Ambas ficaram caladas. Não queriam compartilhar no pânico. Eva não precisava saber, não agora. Em seguida, indo em direção ao jipe, sentiram-se aliviadas e entreolharam-se. Finalmente haviam alcançado a redenção e acreditavam que os outros também alcançariam.

Lena e Mônica estavam queimando aquelas páginas de suas vidas.

XXXXX

No momento em que as três chegaram à pista de pouso, avistaram o aeroplano estacionado. Ao seu redor, permanecia tudo vazio, com exceção de um pequeno ponto luminoso que se julgava ser a calda de um helicóptero, já que a pista estava quase neblinada por completa. As inúmeras luzes vermelhas na pista piscavam freneticamente e isso facilitava a visualização.

Eva tratou de ajudar as garotas a entrarem no avião de pequeno porte, e quando ambas já estavam acomodadas e com os cintos apertados, a mulher entrou pela porta da frente e posicionou-se atrás do painel. O rosto plácido e sereno. Lena ficou se perguntando o porquê dela não apresentar nervosismo diante do temporal e da neblina excessiva. Mônica baixou a cabeça e fechou os olhos. Ela entrelaçava os dedos, tentando espantar seu receio de algum perigo iminente. Afinal, ela ainda não estava em casa. Não estava segura, ainda que Eva parecesse uma mulher de armadura.

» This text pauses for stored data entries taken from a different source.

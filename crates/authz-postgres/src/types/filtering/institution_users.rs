//! Filter options for institution user listings.

#[cfg(feature = "schema")]
use schemars::JsonSchema;
use serde::{Deserialize, Serialize};
use uuid::Uuid;

use crate::types::InstitutionUserStatus;

/// Filter options for listing institution users.
#[derive(Debug, Clone, Default, PartialEq, Eq, Serialize, Deserialize)]
#[cfg_attr(feature = "schema", derive(JsonSchema))]
#[serde(rename_all = "camelCase")]
pub struct InstitutionUserFilter {
    /// Only memberships with one of these statuses.
    #[serde(default)]
    pub statuses: Vec<InstitutionUserStatus>,
    /// Only memberships in this department.
    pub department_id: Option<Uuid>,
    /// Only memberships assigned this role.
    pub role_id: Option<Uuid>,
    /// Case-insensitive match on name, email or personal identification code.
    pub search: Option<String>,
}

impl InstitutionUserFilter {
    /// Returns the trimmed search term as a `LIKE` pattern, if any.
    pub fn search_pattern(&self) -> Option<String> {
        let term = self.search.as_deref()?.trim();
        if term.is_empty() {
            return None;
        }

        let escaped = term
            .replace('\\', "\\\\")
            .replace('%', "\\%")
            .replace('_', "\\_");
        Some(format!("%{escaped}%"))
    }

    /// Returns whether no filter is set.
    pub fn is_empty(&self) -> bool {
        self.statuses.is_empty()
            && self.department_id.is_none()
            && self.role_id.is_none()
            && self.search_pattern().is_none()
    }
}

#[cfg(test)]
mod tests {
    use super::*;

    #[test]
    fn search_pattern_escapes_wildcards() {
        let filter = InstitutionUserFilter {
            search: Some(" 50%_off ".into()),
            ..Default::default()
        };
        assert_eq!(filter.search_pattern().as_deref(), Some("%50\\%\\_off%"));
    }

    #[test]
    fn blank_search_is_ignored() {
        let filter = InstitutionUserFilter {
            search: Some("   ".into()),
            ..Default::default()
        };
        assert!(filter.search_pattern().is_none());
        assert!(filter.is_empty());
    }
}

— Estão prontas, meninas? — Eva perguntou, pondo um grande headphone preto, um apetrecho próprio para pilotagem.

— Vamos pra casa. — Lena sorriu e tocou a mão de Mônica. A universitária tremia.

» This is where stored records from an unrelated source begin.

//! Vacation repository for institution and personal vacations and exclusions.
//!
//! The `apply_*` methods write a reconciled plan: soft deletes first, then
//! updates, then inserts. Callers run them inside a transaction together with
//! the read that produced the plan.

use std::future::Future;

use diesel::dsl::now;
use diesel::prelude::*;
use diesel_async::RunQueryDsl;
use uuid::Uuid;

use crate::model::{
    InstitutionUserVacation, InstitutionVacation, InstitutionVacationExclusion,
    NewInstitutionUserVacation, NewInstitutionVacation, NewInstitutionVacationExclusion,
    UpdateInstitutionUserVacation, UpdateInstitutionVacation,
};
use crate::types::{ExclusionSyncPlan, VacationSyncPlan};
use crate::{PgConnection, PgError, PgResult, schema};

/// Repository for vacation database operations.
pub trait VacationRepository {
    /// Lists the institution's vacations ordered by start date.
    fn list_institution_vacations(
        &mut self,
        institution_id: Uuid,
    ) -> impl Future<Output = PgResult<Vec<InstitutionVacation>>> + Send;

    /// Writes a reconciled plan for institution vacations.
    fn apply_institution_vacation_plan(
        &mut self,
        institution_id: Uuid,
        plan: &VacationSyncPlan,
    ) -> impl Future<Output = PgResult<()>> + Send;

    /// Lists the personal vacations of an institution user.
    fn list_institution_user_vacations(
        &mut self,
        institution_user_id: Uuid,
    ) -> impl Future<Output = PgResult<Vec<InstitutionUserVacation>>> + Send;

    /// Writes a reconciled plan for personal vacations.
    fn apply_institution_user_vacation_plan(
        &mut self,
        institution_user_id: Uuid,
        plan: &VacationSyncPlan,
    ) -> impl Future<Output = PgResult<()>> + Send;

    /// Lists the institution vacations excluded for an institution user.
    fn list_vacation_exclusions(
        &mut self,
        institution_user_id: Uuid,
    ) -> impl Future<Output = PgResult<Vec<InstitutionVacationExclusion>>> + Send;

    /// Writes a reconciled exclusion plan.
    fn apply_vacation_exclusion_plan(
        &mut self,
        institution_user_id: Uuid,
        plan: &ExclusionSyncPlan,
    ) -> impl Future<Output = PgResult<()>> + Send;
}

impl VacationRepository for PgConnection {
    async fn list_institution_vacations(
        &mut self,
        inst_id: Uuid,
    ) -> PgResult<Vec<InstitutionVacation>> {
        use schema::institution_vacations::dsl::*;

        let list = institution_vacations
            .filter(institution_id.eq(inst_id))
            .filter(deleted_at.is_null())
            .select(InstitutionVacation::as_select())
            .order((start_date.asc(), end_date.asc()))
            .load(self)
            .await
            .map_err(PgError::from)?;

        Ok(list)
    }

    async fn apply_institution_vacation_plan(
        &mut self,
        inst_id: Uuid,
        plan: &VacationSyncPlan,
    ) -> PgResult<()> {
        use schema::institution_vacations::dsl::*;

        if !plan.deletes.is_empty() {
            diesel::update(institution_vacations)
                .filter(institution_id.eq(inst_id))
                .filter(id.eq_any(&plan.deletes))
                .filter(deleted_at.is_null())
                .set(deleted_at.eq(now))
                .execute(self)
                .await
                .map_err(PgError::from)?;
        }

        for (vacation_id, range) in &plan.updates {
            diesel::update(institution_vacations)
                .filter(institution_id.eq(inst_id))
                .filter(id.eq(*vacation_id))
                .set((
                    &UpdateInstitutionVacation::with_range(*range),
                    updated_at.eq(now),
                ))
                .execute(self)
                .await
                .map_err(PgError::from)?;
        }

        if !plan.inserts.is_empty() {
            let rows: Vec<NewInstitutionVacation> = plan
                .inserts
                .iter()
                .map(|range| NewInstitutionVacation::new(inst_id, *range))
                .collect();

            diesel::insert_into(institution_vacations)
                .values(&rows)
                .execute(self)
                .await
                .map_err(PgError::from)?;
        }

        Ok(())
    }

    async fn list_institution_user_vacations(
        &mut self,
        member_id: Uuid,
    ) -> PgResult<Vec<InstitutionUserVacation>> {
        use schema::institution_user_vacations::dsl::*;

        let list = institution_user_vacations
            .filter(institution_user_id.eq(member_id))
            .filter(deleted_at.is_null())
            .select(InstitutionUserVacation::as_select())
            .order((start_date.asc(), end_date.asc()))
            .load(self)
            .await
            .map_err(PgError::from)?;

        Ok(list)
    }

    async fn apply_institution_user_vacation_plan(
        &mut self,
        member_id: Uuid,
        plan: &VacationSyncPlan,
    ) -> PgResult<()> {
        use schema::institution_user_vacations::dsl::*;

        if !plan.deletes.is_empty() {
            diesel::update(institution_user_vacations)
                .filter(institution_user_id.eq(member_id))
                .filter(id.eq_any(&plan.deletes))
                .filter(deleted_at.is_null())
                .set(deleted_at.eq(now))
                .execute(self)
                .await
                .map_err(PgError::from)?;
        }

        for (vacation_id, range) in &plan.updates {
            diesel::update(institution_user_vacations)
                .filter(institution_user_id.eq(member_id))
                .filter(id.eq(*vacation_id))
                .set((
                    &UpdateInstitutionUserVacation::with_range(*range),
                    updated_at.eq(now),
                ))
                .execute(self)
                .await
                .map_err(PgError::from)?;
        }

        if !plan.inserts.is_empty() {
            let rows: Vec<NewInstitutionUserVacation> = plan
                .inserts
                .iter()
                .map(|range| NewInstitutionUserVacation::new(member_id, *range))
                .collect();

            diesel::insert_into(institution_user_vacations)
                .values(&rows)
                .execute(self)
                .await
                .map_err(PgError::from)?;
        }

        Ok(())
    }

    async fn list_vacation_exclusions(
        &mut self,
        member_id: Uuid,
    ) -> PgResult<Vec<InstitutionVacationExclusion>> {
        use schema::{institution_vacation_exclusions, institution_vacations};

        let list = institution_vacation_exclusions::table
            .inner_join(institution_vacations::table)
            .filter(institution_vacation_exclusions::institution_user_id.eq(member_id))
            .filter(institution_vacations::deleted_at.is_null())
            .select(InstitutionVacationExclusion::as_select())
            .order(institution_vacations::start_date.asc())
            .load(self)
            .await
            .map_err(PgError::from)?;

        Ok(list)
    }

    async fn apply_vacation_exclusion_plan(
        &mut self,
        member_id: Uuid,
        plan: &ExclusionSyncPlan,
    ) -> PgResult<()> {
        use schema::institution_vacation_exclusions::dsl::*;

        if !plan.deletes.is_empty() {
            diesel::delete(institution_vacation_exclusions)
                .filter(institution_user_id.eq(member_id))
                .filter(institution_vacation_id.eq_any(&plan.deletes))
                .execute(self)
                .await
                .map_err(PgError::from)?;
        }

        if !plan.inserts.is_empty() {
            let rows: Vec<NewInstitutionVacationExclusion> = plan
                .inserts
                .iter()
                .map(|&vacation_id| NewInstitutionVacationExclusion {
                    institution_user_id: member_id,
                    institution_vacation_id: vacation_id,
                })
                .collect();

            diesel::insert_into(institution_vacation_exclusions)
                .values(&rows)
                .on_conflict_do_nothing()
                .execute(self)
                .await
                .map_err(PgError::from)?;
        }

        Ok(())
    }
}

Entreolharam-se. Então, Mônica retribuiu com um sorriso e respondeu:

— Vamos pra casa.

Eva ligou o bimotor e levantou voo lentamente. Da pequena janela poderiam ver a pista de pouso se distanciando, a mata se distanciando, o vulcão, e então toda a montanha... E toda a Ilha Vermelha. A chuva batia no vidro, seus pingos explodiam com ferocidade. Porém, o alívio fora imediato.

Logo, a ilha sumiu de seus campos de vista. E então, nada era visto além das nuvens. Àquele ponto, elas estavam longe do temporal. Eva monitorava tudo e seguia para a cidade. Lana e Mônica finalmente estavam saindo do inferno e voltando para casa.

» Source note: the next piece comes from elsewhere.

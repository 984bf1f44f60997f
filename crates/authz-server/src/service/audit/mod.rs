//! Best-effort audit logging of successful mutations.

mod audit_log;

pub use audit_log::{AuditLog, snapshot};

— Queimem essas páginas, queridas. No fim da tempestade sempre há o arco-íris. — A bióloga murmurou.

— Clichê, mas uma verdade que se aplica aqui. — Lena riu.

Mônica também sorriu.

XXXXX

Matheus andava pela floresta, despreocupado com qualquer coisa. Já não se vestia mais como um assassino, jogando fora seu manto escuro e mantendo apenas a máscara de lobo. Usava uma calça jeans preta rasgada em algumas partes e uma regata da mesma cor. Guardava na altura da cintura, sua faca dentada.

Havia recebido um recado de que Abigail o esperava na parte leste da floresta para lhe dar novas informações. Assim, o ex-motorista o fez. Chegando lá, a senhora estava em suas vestes velhas de sempre, enquanto cutucava uma árvore com um utensílio pontiagudo.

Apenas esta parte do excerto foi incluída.